Les sculptures de Jean Brillant présentées actuellement à la Galerie Madelene Lacerte sont faites pour résister aux intempéries. La dualité entre les éléments naturels et ceux fabriqués apparaît fondatrice dans le travail de sculpteur. «Elles sont, comme l’écrit John K. Grande, des réponses poétiques au dilemme culture-nature…» Pierres des champs, roches parsemées de mousse verte sont transpercées d’acier corten. Les pierres découpées forment tantôt des arbres d’acier, tantôt des figures tentaculaires et mouvantes. Certaines sculptures sont là pour «tenir les choses pour qu’elles ne partent pas», comme l’écrivait l’artiste en 1997. C’est le cas du Rhinocéroche (1999), une grande corne de tiges de métal remplie de dizaines de roches.

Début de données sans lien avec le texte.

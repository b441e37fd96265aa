//! Controller Election Module
//!
//! Picks one Controller among the controller candidates.
//!
//! ## Core Concepts
//! - **Votes**: `[voter, controller, round]` triples exchanged between candidates.
//! - **Tally**: `RoundTally` counts one vote per voter and decides a round once complete.
//! - **Coordinator**: `ElectionCoordinator` drives rounds over any `VoteChannel`, with a
//!   per-round timeout so a lost vote cannot block the node forever.

pub mod coordinator;
pub mod tally;
pub mod types;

Le travail de Jean Brillant est bien connu au Québec pour avoir déjà été présenté chez Madeleine Lacerte, dans des galeries montréalaises et lors de symposiums de sculpture. Il a pu être apprécié à Toronto, de même qu’en France, en Belgique et en Espagne. Avec cette exposition, le sculpteur originaire de Rimouski propose 14 pièces de sa production récente. Certaines reprennent des formes et des figures déjà explorées par l’artiste, d’autres témoignent de ses nouvelles découvertes. À voir, jusqu’au 2 juillet.